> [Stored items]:
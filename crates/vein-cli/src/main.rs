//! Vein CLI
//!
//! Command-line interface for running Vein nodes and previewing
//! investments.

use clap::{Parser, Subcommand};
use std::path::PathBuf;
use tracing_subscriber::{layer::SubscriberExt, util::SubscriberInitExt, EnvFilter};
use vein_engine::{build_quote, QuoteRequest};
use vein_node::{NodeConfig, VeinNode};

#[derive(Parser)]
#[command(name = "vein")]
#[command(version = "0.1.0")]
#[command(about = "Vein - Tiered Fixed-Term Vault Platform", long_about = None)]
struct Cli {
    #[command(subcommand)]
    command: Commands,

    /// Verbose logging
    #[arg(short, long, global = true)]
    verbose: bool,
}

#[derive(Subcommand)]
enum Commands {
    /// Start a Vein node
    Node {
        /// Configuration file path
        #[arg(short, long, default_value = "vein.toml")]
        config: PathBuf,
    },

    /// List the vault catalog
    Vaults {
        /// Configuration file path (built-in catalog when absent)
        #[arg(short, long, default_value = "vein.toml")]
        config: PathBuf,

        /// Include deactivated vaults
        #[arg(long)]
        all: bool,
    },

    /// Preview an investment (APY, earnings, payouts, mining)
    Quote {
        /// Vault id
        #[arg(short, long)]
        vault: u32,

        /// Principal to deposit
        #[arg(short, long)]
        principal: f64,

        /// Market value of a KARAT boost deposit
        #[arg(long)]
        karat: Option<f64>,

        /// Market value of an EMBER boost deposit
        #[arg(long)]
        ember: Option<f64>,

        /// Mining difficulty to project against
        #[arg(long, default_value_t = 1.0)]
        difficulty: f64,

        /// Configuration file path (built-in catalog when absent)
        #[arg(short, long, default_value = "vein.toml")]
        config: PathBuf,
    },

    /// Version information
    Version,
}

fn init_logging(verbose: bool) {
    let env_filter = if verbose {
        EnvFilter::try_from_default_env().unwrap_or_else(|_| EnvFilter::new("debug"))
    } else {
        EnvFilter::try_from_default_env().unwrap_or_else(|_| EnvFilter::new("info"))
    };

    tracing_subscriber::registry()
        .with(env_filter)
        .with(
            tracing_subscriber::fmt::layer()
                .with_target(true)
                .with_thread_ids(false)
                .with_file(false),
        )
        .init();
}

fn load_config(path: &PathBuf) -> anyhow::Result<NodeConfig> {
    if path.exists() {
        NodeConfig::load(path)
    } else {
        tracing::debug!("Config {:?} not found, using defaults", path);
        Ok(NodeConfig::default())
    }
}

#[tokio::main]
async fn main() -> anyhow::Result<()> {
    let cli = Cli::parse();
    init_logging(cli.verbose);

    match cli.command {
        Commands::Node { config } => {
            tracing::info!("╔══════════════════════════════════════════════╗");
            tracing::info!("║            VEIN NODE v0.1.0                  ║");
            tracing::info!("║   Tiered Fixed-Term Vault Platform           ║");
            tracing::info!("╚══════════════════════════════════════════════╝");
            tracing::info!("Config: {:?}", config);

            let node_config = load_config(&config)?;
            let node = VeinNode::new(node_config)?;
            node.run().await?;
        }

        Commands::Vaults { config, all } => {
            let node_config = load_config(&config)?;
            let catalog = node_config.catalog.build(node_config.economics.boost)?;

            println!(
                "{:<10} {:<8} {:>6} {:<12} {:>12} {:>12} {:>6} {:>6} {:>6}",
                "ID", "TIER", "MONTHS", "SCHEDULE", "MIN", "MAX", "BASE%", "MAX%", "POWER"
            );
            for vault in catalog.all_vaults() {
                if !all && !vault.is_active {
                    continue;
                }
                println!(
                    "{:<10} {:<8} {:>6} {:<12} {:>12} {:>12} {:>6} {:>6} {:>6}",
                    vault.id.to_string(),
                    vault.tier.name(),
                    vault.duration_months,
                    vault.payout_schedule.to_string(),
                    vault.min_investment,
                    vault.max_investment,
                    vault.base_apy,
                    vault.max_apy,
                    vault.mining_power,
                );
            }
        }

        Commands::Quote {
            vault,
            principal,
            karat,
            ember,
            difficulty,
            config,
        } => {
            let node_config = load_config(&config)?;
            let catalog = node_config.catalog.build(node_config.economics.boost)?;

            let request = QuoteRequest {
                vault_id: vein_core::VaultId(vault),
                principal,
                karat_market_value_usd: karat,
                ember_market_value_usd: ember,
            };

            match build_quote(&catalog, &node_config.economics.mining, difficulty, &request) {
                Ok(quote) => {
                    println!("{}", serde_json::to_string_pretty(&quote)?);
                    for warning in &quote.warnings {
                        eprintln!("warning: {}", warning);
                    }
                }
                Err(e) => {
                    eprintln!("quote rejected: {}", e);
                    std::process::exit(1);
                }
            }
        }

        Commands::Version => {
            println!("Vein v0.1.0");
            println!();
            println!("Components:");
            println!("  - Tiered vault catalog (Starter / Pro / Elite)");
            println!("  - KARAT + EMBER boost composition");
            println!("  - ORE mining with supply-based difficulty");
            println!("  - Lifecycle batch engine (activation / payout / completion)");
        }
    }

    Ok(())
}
---
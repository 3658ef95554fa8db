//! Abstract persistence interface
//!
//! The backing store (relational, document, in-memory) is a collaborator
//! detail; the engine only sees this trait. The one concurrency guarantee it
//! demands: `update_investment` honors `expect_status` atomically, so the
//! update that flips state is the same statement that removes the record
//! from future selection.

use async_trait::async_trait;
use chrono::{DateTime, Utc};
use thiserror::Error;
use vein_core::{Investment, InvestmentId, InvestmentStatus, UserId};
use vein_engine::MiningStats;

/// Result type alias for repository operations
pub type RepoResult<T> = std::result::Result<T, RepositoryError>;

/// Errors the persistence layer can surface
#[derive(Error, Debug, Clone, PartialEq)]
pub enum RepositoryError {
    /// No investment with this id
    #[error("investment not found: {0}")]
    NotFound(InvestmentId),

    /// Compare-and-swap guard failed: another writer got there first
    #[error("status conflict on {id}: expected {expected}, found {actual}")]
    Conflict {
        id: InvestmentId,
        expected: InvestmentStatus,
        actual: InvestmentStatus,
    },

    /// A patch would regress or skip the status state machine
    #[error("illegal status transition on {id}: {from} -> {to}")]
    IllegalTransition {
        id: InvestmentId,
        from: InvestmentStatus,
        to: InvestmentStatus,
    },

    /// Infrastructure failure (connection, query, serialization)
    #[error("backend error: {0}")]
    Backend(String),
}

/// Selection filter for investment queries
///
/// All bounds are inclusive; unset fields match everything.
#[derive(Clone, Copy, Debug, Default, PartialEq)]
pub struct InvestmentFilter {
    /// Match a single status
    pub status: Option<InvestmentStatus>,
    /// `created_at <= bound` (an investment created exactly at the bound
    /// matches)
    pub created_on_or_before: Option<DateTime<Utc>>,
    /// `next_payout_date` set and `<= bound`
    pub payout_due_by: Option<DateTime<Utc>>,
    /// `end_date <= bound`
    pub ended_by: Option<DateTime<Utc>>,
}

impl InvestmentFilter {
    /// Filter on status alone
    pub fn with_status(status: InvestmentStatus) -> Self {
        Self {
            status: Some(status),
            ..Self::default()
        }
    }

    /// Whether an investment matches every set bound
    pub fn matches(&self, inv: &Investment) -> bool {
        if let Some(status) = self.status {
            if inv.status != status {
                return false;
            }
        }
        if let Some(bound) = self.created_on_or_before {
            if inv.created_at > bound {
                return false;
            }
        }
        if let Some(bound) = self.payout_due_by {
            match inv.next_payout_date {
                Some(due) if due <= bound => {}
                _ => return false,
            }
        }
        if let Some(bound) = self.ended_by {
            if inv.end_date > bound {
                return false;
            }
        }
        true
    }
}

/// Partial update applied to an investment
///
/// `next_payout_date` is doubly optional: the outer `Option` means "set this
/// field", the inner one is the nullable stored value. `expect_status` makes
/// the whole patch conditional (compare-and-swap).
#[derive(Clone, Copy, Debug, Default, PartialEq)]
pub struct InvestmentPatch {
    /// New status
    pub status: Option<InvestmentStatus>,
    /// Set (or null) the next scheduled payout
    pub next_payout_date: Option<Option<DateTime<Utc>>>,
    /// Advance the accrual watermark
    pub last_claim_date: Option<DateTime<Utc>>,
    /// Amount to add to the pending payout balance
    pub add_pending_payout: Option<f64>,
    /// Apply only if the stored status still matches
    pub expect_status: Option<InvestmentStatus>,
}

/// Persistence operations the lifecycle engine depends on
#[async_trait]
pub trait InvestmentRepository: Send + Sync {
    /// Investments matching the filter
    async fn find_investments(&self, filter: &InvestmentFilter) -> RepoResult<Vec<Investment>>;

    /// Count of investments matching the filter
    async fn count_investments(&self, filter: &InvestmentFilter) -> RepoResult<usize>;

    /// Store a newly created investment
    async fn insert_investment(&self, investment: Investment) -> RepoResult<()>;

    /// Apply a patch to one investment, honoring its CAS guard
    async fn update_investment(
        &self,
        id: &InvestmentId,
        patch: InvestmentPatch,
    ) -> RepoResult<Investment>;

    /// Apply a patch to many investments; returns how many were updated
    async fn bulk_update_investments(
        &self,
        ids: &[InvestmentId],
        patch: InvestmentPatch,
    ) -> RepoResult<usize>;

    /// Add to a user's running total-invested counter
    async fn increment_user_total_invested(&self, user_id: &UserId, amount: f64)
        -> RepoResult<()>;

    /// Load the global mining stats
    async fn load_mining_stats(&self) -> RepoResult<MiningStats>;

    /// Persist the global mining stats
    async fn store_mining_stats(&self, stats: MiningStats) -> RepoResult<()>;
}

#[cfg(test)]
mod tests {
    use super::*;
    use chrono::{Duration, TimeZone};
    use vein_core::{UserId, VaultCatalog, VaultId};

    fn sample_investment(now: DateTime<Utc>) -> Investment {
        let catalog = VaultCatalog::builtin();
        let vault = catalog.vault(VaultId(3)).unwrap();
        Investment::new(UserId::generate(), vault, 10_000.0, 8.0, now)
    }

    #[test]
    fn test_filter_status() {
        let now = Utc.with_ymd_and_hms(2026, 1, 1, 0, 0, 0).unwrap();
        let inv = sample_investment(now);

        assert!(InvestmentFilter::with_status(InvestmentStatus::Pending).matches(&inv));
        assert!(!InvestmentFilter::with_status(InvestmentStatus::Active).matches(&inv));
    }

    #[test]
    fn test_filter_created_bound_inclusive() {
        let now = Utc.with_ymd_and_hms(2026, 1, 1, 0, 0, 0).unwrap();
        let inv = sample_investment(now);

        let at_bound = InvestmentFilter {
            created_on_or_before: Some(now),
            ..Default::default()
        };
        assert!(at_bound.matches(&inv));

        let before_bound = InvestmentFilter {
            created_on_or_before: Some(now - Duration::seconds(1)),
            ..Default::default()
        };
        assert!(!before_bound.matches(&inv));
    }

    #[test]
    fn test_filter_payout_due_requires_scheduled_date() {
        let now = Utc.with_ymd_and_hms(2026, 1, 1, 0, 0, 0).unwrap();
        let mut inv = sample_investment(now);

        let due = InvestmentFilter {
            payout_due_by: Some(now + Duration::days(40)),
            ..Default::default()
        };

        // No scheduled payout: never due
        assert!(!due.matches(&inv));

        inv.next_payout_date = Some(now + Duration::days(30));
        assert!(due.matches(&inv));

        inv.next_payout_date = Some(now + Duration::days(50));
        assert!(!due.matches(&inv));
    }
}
==
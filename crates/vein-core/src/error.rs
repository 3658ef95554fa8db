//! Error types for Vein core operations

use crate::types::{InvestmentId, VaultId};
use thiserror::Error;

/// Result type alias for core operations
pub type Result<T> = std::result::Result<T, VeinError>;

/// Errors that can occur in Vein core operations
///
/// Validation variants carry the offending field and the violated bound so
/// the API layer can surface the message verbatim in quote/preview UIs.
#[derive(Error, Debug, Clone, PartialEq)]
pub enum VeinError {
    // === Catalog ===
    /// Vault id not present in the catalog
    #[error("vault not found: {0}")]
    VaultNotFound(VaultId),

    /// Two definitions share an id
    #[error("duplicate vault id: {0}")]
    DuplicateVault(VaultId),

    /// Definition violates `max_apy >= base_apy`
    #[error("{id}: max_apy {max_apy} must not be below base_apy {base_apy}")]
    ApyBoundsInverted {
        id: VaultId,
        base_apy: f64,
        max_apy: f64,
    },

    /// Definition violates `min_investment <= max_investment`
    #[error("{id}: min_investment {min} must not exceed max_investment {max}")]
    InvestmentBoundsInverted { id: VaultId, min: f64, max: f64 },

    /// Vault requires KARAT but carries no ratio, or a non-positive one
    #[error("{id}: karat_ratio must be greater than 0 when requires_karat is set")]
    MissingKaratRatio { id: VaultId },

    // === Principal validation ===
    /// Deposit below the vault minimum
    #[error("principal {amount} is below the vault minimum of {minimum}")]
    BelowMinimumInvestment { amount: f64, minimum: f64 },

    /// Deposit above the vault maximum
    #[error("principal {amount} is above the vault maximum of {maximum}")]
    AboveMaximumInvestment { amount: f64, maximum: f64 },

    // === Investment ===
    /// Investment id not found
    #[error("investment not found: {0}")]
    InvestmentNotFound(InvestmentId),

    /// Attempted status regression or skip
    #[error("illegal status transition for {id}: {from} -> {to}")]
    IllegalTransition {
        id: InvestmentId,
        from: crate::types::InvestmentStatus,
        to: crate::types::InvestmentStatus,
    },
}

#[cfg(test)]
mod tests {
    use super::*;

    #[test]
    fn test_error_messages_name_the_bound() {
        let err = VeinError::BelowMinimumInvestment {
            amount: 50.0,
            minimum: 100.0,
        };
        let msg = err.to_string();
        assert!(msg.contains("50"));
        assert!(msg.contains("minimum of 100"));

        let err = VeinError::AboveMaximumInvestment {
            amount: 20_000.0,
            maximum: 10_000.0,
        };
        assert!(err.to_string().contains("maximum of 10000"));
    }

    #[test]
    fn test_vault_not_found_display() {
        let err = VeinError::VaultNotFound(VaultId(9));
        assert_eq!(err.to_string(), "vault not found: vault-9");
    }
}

> [Problem requirements]: Each line of the entries above that contains "VeinError" must be copied into the answer.

> [Task answer]:
pub type Result<T> = std::result::Result<T, VeinError>;
pub enum VeinError {
        let err = VeinError::BelowMinimumInvestment {
        let err = VeinError::AboveMaximumInvestment {
        let err = VeinError::VaultNotFound(VaultId(9));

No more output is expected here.